Legal Article - Employment Law

Employee Conduct

Conduct, as a reason for dismissal, is a very wide area. It covers everything from theft to poor timekeeping, fighting to insubordination, and disloyalty to disobedience. More perhaps than for any of the other reasons, it is very important that a proper procedure is carried out in cases of misconduct.
This will involve:

• Warnings
• Investigation of the facts consultation with the employee
• Consultation with the employee
• Appeal

Types of Misconduct

No list will ever be exhaustive. It is, however, advisable to describe the types of misconduct which will be thought of as more serious or less serious. For example, the less serious types of misconduct and where the full verbal - written - final warning procedure should be followed are:

• Poor timekeeping
• Absenteeism
• Unauthorised absence
• Abusive language
• Poor attitude
• Disobedience
• Personal appearance

This list is not exhaustive.

The types of misconduct which may be treated as serious or gross misconduct could include:

• Theft and fraud
• Violence
• moonlighting which seriously affects job performance or the commercial viability of the company
• Intentional falsification of records
• Drunkenness in clear breach of a written rule and where a serious risk to safety
May arise
• Possession of, or under the influence of drugs.
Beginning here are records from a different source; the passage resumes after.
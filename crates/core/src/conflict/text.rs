//! Pure text checks shared by conflict classification and the resolution
//! heuristics.

use std::sync::OnceLock;

use regex_lite::Regex;

const STRUCTURAL_TOKENS: &[char] = &['{', '}', '[', ']', '(', ')', '<', '>'];

/// Number of bracket/brace/paren/angle characters in `text`.
pub fn structural_token_count(text: &str) -> usize {
    text.chars().filter(|c| STRUCTURAL_TOKENS.contains(c)).count()
}

/// Whether `()`, `[]` and `{}` nest correctly. Angle brackets are ignored
/// because they double as comparison operators.
pub fn brackets_balanced(text: &str) -> bool {
    let mut stack = Vec::new();
    for c in text.chars() {
        match c {
            '(' | '[' | '{' => stack.push(c),
            ')' | ']' | '}' => {
                let expected = match c {
                    ')' => '(',
                    ']' => '[',
                    _ => '{',
                };
                if stack.pop() != Some(expected) {
                    return false;
                }
            }
            _ => {}
        }
    }
    stack.is_empty()
}

/// Whether any non-empty line ends with a `;` terminator.
pub fn has_statement_terminators(text: &str) -> bool {
    text.lines().any(|l| l.trim_end().ends_with(';'))
}

/// Whether indentation is detectably consistent: at least one indented
/// line, one indent character throughout, and (for spaces) every width a
/// multiple of the narrowest.
pub fn has_consistent_indentation(text: &str) -> bool {
    let indents: Vec<&str> = text
        .lines()
        .filter(|l| !l.trim().is_empty())
        .map(|l| &l[..l.len() - l.trim_start().len()])
        .filter(|indent| !indent.is_empty())
        .collect();

    if indents.is_empty() {
        return false;
    }

    let all_tabs = indents.iter().all(|i| i.chars().all(|c| c == '\t'));
    let all_spaces = indents.iter().all(|i| i.chars().all(|c| c == ' '));
    if all_tabs {
        return true;
    }
    if !all_spaces {
        return false;
    }

    let unit = indents.iter().map(|i| i.len()).min().unwrap_or(1).max(1);
    indents.iter().all(|i| i.len() % unit == 0)
}

fn import_re() -> &'static Regex {
    static RE: OnceLock<Regex> = OnceLock::new();
    RE.get_or_init(|| {
        Regex::new(
            r#"^\s*(import\s|from\s+\S+\s+import\s|use\s+[\w:{]|require\s*\(|(const|let|var)\s+\w+\s*=\s*require\s*\(|#include\s|using\s+[\w.]+;|extern\s+crate\s)"#,
        )
        .expect("static import regex")
    })
}

fn function_re() -> &'static Regex {
    static RE: OnceLock<Regex> = OnceLock::new();
    RE.get_or_init(|| {
        Regex::new(
            r"(\b(fn|func|function|def)\s+[A-Za-z_]\w*\s*[(<]|\b\w+\s*=\s*(async\s*)?\([^)]*\)\s*=>)",
        )
        .expect("static function regex")
    })
}

fn variable_re() -> &'static Regex {
    static RE: OnceLock<Regex> = OnceLock::new();
    RE.get_or_init(|| {
        Regex::new(r"(\b(let|const|var|val)\s+(mut\s+)?[A-Za-z_]\w*|\b[A-Za-z_]\w*\s*:=)")
            .expect("static variable regex")
    })
}

/// Whether the first non-empty line is an import/require/use statement.
pub fn is_import_statement(text: &str) -> bool {
    text.lines()
        .find(|l| !l.trim().is_empty())
        .map(|l| import_re().is_match(l))
        .unwrap_or(false)
}

/// Whether `text` declares a function (`fn`, `def`, `function`, arrow fn).
pub fn has_function_declaration(text: &str) -> bool {
    function_re().is_match(text)
}

/// Whether `text` declares a variable (`let`, `const`, `var`, `:=`).
pub fn has_variable_declaration(text: &str) -> bool {
    variable_re().is_match(text)
}

/// Whether the two texts are equal once all whitespace is removed.
pub fn differs_only_in_whitespace(a: &str, b: &str) -> bool {
    let strip = |s: &str| s.chars().filter(|c| !c.is_whitespace()).collect::<String>();
    a != b && strip(a) == strip(b)
}
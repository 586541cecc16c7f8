//! In-memory registry of rollback points.

use std::collections::HashMap;
use std::sync::{Arc, Mutex, MutexGuard};

use chrono::{DateTime, Utc};

use super::snapshot::RollbackPoint;
use crate::clock::{Clock, SystemClock};

/// Registry of rollback points keyed by ID, with its own lock and clock.
pub struct RollbackStore {
    points: Mutex<HashMap<String, RollbackPoint>>,
    clock: Arc<dyn Clock>,
}

impl Default for RollbackStore {
    fn default() -> Self {
        Self::new(Arc::new(SystemClock))
    }
}

impl RollbackStore {
    pub fn new(clock: Arc<dyn Clock>) -> Self {
        Self {
            points: Mutex::new(HashMap::new()),
            clock,
        }
    }

    pub fn now(&self) -> DateTime<Utc> {
        self.clock.now()
    }

    fn lock(&self) -> MutexGuard<'_, HashMap<String, RollbackPoint>> {
        self.points.lock().unwrap_or_else(|e| e.into_inner())
    }

    pub fn insert(&self, point: RollbackPoint) {
        self.lock().insert(point.id.clone(), point);
    }

    /// Insert unless the ID is already registered. Returns whether it was
    /// inserted.
    pub fn insert_if_absent(&self, point: RollbackPoint) -> bool {
        let mut points = self.lock();
        if points.contains_key(&point.id) {
            return false;
        }
        points.insert(point.id.clone(), point);
        true
    }

    pub fn get(&self, id: &str) -> Option<RollbackPoint> {
        self.lock().get(id).cloned()
    }

    pub fn remove(&self, id: &str) -> Option<RollbackPoint> {
        self.lock().remove(id)
    }

    /// All points, oldest first.
    pub fn list(&self) -> Vec<RollbackPoint> {
        let mut points: Vec<RollbackPoint> = self.lock().values().cloned().collect();
        points.sort_by(|a, b| a.created_at.cmp(&b.created_at).then_with(|| a.id.cmp(&b.id)));
        points
    }

    /// IDs of points created strictly before `cutoff`.
    pub fn ids_older_than(&self, cutoff: DateTime<Utc>) -> Vec<String> {
        let mut ids: Vec<String> = self
            .lock()
            .values()
            .filter(|p| p.created_at < cutoff)
            .map(|p| p.id.clone())
            .collect();
        ids.sort();
        ids
    }

    pub fn len(&self) -> usize {
        self.lock().len()
    }

    pub fn is_empty(&self) -> bool {
        self.len() == 0
    }
}

#[cfg(test)]
mod tests {
    use super::*;
    use crate::clock::ManualClock;
    use chrono::Duration;
    use std::path::PathBuf;

    fn point(id: &str, at: DateTime<Utc>) -> RollbackPoint {
        RollbackPoint {
            id: id.into(),
            repo_path: PathBuf::from("/repo"),
            branch: "main".into(),
            revision: None,
            dirty: false,
            created_at: at,
            backup_dir: PathBuf::from("/repo/.snapshot_backups").join(id),
            files: Vec::new(),
        }
    }

    #[test]
    fn test_list_is_ordered_by_creation() {
        let clock = Arc::new(ManualClock::new(Utc::now()));
        let store = RollbackStore::new(clock.clone());
        let t0 = store.now();
        store.insert(point("b", t0 + Duration::minutes(1)));
        store.insert(point("a", t0));
        let ids: Vec<String> = store.list().into_iter().map(|p| p.id).collect();
        assert_eq!(ids, vec!["a", "b"]);
    }

    #[test]
    fn test_ids_older_than() {
        let clock = Arc::new(ManualClock::new(Utc::now()));
        let store = RollbackStore::new(clock.clone());
        store.insert(point("old", store.now()));
        clock.advance(Duration::hours(48));
        store.insert(point("new", store.now()));
        let cutoff = store.now() - Duration::hours(24);
        assert_eq!(store.ids_older_than(cutoff), vec!["old"]);
    }

    #[test]
    fn test_insert_if_absent() {
        let store = RollbackStore::default();
        assert!(store.insert_if_absent(point("x", Utc::now())));
        assert!(!store.insert_if_absent(point("x", Utc::now())));
        assert_eq!(store.len(), 1);
        assert!(store.remove("x").is_some());
        assert!(store.is_empty());
    }
}
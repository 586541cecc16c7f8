//! patchguard command-line tool.
//!
//! Applies dependency-update patch sets from JSON request files, manages
//! rollback points, analyses conflict sets, and generates / validates the
//! configuration file.

mod apply;
mod risk;
mod rollback;
mod style;

use std::path::{Path, PathBuf};
use std::process::ExitCode;

use anyhow::{Context, Result};
use clap::{Parser, Subcommand};
use tracing::debug;
use tracing_subscriber::EnvFilter;

use patchguard_core::config::AppConfig;
use patchguard_core::conflict::ResolutionMode;
use patchguard_core::models::ApplicationStrategy;

// ---------------------------------------------------------------------------
// CLI argument definitions
// ---------------------------------------------------------------------------

/// Conflict-aware patch application with snapshot rollback.
#[derive(Parser, Debug)]
#[command(name = "patchguard", version, about = "Apply dependency-update patches safely")]
struct Cli {
    /// Path to the TOML configuration file. Defaults apply when it does
    /// not exist.
    #[arg(short, long, global = true, default_value = "./patchguard.toml")]
    config: PathBuf,

    /// Log filter, overriding `[logging] level`.
    #[arg(long, global = true)]
    log_level: Option<String>,

    #[command(subcommand)]
    command: Commands,
}

#[derive(Subcommand, Debug)]
enum Commands {
    /// Apply the patch set described by a JSON request file.
    Apply {
        /// Application request (JSON).
        #[arg(short, long)]
        request: PathBuf,

        /// Repository to apply to, overriding the request's `repo_path`.
        #[arg(long)]
        repo: Option<PathBuf>,

        /// Scheduling strategy, overriding the request.
        #[arg(short, long)]
        strategy: Option<ApplicationStrategy>,

        /// Conflict resolution mode, overriding the request.
        #[arg(short, long)]
        mode: Option<ResolutionMode>,

        /// Compute everything but write nothing.
        #[arg(long)]
        dry_run: bool,

        /// Print the full result as JSON.
        #[arg(long)]
        json: bool,
    },

    /// Manage rollback points.
    Rollback {
        /// Repository the rollback points belong to.
        #[arg(long, default_value = ".")]
        repo: PathBuf,

        #[command(subcommand)]
        action: RollbackAction,
    },

    /// Analyse (and optionally resolve) a conflict set from a JSON file.
    Risk {
        /// JSON array of conflicts.
        #[arg(long)]
        conflicts: PathBuf,

        /// Resolve every conflict under this mode and print the outcome.
        #[arg(long)]
        resolve: Option<ResolutionMode>,

        #[arg(long)]
        json: bool,
    },

    /// Generate a default configuration file.
    Init {
        #[arg(short, long, default_value = "./patchguard.toml")]
        output: PathBuf,
    },

    /// Validate a configuration file.
    Validate,
}

#[derive(Subcommand, Debug)]
pub enum RollbackAction {
    /// Snapshot the working tree now.
    Create {
        #[arg(long, default_value = "main")]
        branch: String,
    },
    /// List known rollback points.
    List,
    /// Restore a rollback point.
    Restore { id: String },
    /// Delete a rollback point and its backup.
    Delete { id: String },
    /// Delete rollback points older than the given age.
    Cleanup {
        /// Maximum age in hours. Defaults to `[rollback] max_age_hours`.
        #[arg(long)]
        max_age_hours: Option<u64>,
    },
}

// ---------------------------------------------------------------------------
// Main
// ---------------------------------------------------------------------------

#[tokio::main]
async fn main() -> ExitCode {
    let cli = Cli::parse();

    match run(cli).await {
        Ok(()) => ExitCode::SUCCESS,
        Err(e) => {
            eprintln!("{}", style::error(&format!("{:#}", e)));
            ExitCode::FAILURE
        }
    }
}

async fn run(cli: Cli) -> Result<()> {
    match cli.command {
        Commands::Init { output } => {
            init_logging(cli.log_level.as_deref().unwrap_or("warn"));
            cmd_init(&output)
        }
        Commands::Validate => {
            init_logging(cli.log_level.as_deref().unwrap_or("warn"));
            cmd_validate(&cli.config)
        }
        command => {
            let config = load_config(&cli.config)?;
            init_logging(cli.log_level.as_deref().unwrap_or(&config.logging.level));

            match command {
                Commands::Apply {
                    request,
                    repo,
                    strategy,
                    mode,
                    dry_run,
                    json,
                } => {
                    let overrides = apply::Overrides {
                        repo,
                        strategy,
                        mode,
                        dry_run,
                    };
                    apply::run(config, &request, overrides, json).await
                }
                Commands::Rollback { repo, action } => rollback::run(&config, &repo, action),
                Commands::Risk {
                    conflicts,
                    resolve,
                    json,
                } => risk::run(config, &conflicts, resolve, json).await,
                Commands::Init { .. } | Commands::Validate => unreachable!("handled above"),
            }
        }
    }
}

/// Logs go to stderr so `--json` output stays parseable.
fn init_logging(level: &str) {
    let filter = EnvFilter::try_new(level).unwrap_or_else(|_| EnvFilter::new("warn"));
    tracing_subscriber::fmt()
        .with_env_filter(filter)
        .with_target(false)
        .without_time()
        .with_writer(std::io::stderr)
        .init();
}

// ---------------------------------------------------------------------------
// Config helpers
// ---------------------------------------------------------------------------

fn load_config(path: &Path) -> Result<AppConfig> {
    if !path.exists() {
        debug!(path = %path.display(), "no configuration file, using defaults");
        return Ok(AppConfig::default());
    }
    AppConfig::load_and_resolve(path).context("failed to load configuration file")
}

fn cmd_init(output: &Path) -> Result<()> {
    if output.exists() {
        anyhow::bail!(
            "file already exists: {}. Use a different path or remove the existing file.",
            output.display()
        );
    }

    std::fs::write(output, AppConfig::sample_toml()).context("failed to write config file")?;

    println!(
        "{}",
        style::success(&format!(
            "Default configuration written to {}",
            output.display()
        ))
    );
    println!();
    println!("Next steps:");
    println!("  1. Set build_command / test_command under [validation]");
    println!("  2. To use ai resolution, enable [ai] and export PATCHGUARD_AI_API_KEY");
    println!("  3. Validate with: patchguard validate --config {}", output.display());
    Ok(())
}

fn cmd_validate(config_path: &Path) -> Result<()> {
    println!("Validating configuration: {}", config_path.display());
    println!();

    let mut config =
        AppConfig::load_from_file(config_path).context("failed to parse configuration")?;
    println!("  [OK] TOML structure is valid");

    let _ = config.resolve_env_vars();
    println!("  [OK] Environment variable references processed");

    match config.validate() {
        Ok(()) => println!("  [OK] All fields are valid"),
        Err(e) => {
            println!("  [FAIL] Validation error: {}", e);
            anyhow::bail!("configuration validation failed");
        }
    }

    println!();
    println!("{}", style::header("Configuration summary:"));
    println!("  Strategy        : {}", config.apply.strategy);
    println!("  Resolution mode : {}", config.apply.conflict_resolution);
    println!("  Backup root     : {}", config.rollback.backup_dir_name);
    println!("  Max backup age  : {}h", config.rollback.max_age_hours);
    println!(
        "  Build command   : {}",
        config.validation.build_command.as_deref().unwrap_or("not set")
    );
    println!(
        "  Test command    : {}",
        config.validation.test_command.as_deref().unwrap_or("not set")
    );
    if config.ai.enabled {
        println!("  AI endpoint     : {} ({})", config.ai.endpoint, config.ai.model);
        println!(
            "  AI key          : {}",
            if config.ai.api_key.is_some() { "set" } else { "NOT SET" }
        );
    } else {
        println!("  AI resolution   : disabled");
    }
    println!();
    println!("{}", style::success("Configuration is valid."));
    Ok(())
}

// ---------------------------------------------------------------------------
// Utilities
// ---------------------------------------------------------------------------

pub(crate) fn truncate(s: &str, max_len: usize) -> String {
    if s.chars().count() <= max_len {
        s.to_string()
    } else {
        let kept: String = s.chars().take(max_len.saturating_sub(3)).collect();
        format!("{}...", kept)
    }
}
This list is not exhaustive.

In the absence of any definitive lists of what type of misconduct falls to be treated in specific ways, it is up to a company to make their own rules which they could, in the event, justify as reasonable. For example, an employee is caught smoking in a no smoking area, which under company rules, may be considered gross misconduct.

However, there is quite a difference between smoking in an area that is designated a no smoking area because it is extremely hazardous to do so and smoking in an area designated non-smoking after a workforce vote for environmental reasons. In the latter case, it is a minor offence, which would warrant dismissal only if the misconduct continues after warnings have been given.

Suspected Misconduct

It is often the case that an employer believes an employee to be guilty of misconduct but cannot prove it. This arises most often in cases of suspected theft, fraud or violence (i.e. who started the fight).

It is not necessary that an employer prove such misconduct. He must, however, be able to show that he had reasonable grounds for believing an employee to be guilty. It is impossible to have reasonable grounds unless there has been a full investigation and the employee has had an opportunity to respond to the allegations against him/her.

Misconduct Outside the Workplace

The extent to which an employer can take action against an employee in relation to misconduct that occurs outside of work is very much dependent on the circumstances of each case. To justify dismissing an employee, it would have to be shown that the misconduct was such as to affect or be likely to affect his/her work, or was such as to damage the employer’s business or affect relations with fellow workers.

For example an employee who is employed as a cashier in a petrol forecourt and in a position of trust with regard to handling money may reasonably be dismissed on conviction of defrauding his/her employer. On the other hand, an employer is unlikely to be able to justify the dismissal of a park flasher who works in a workshop and has no contact with the public.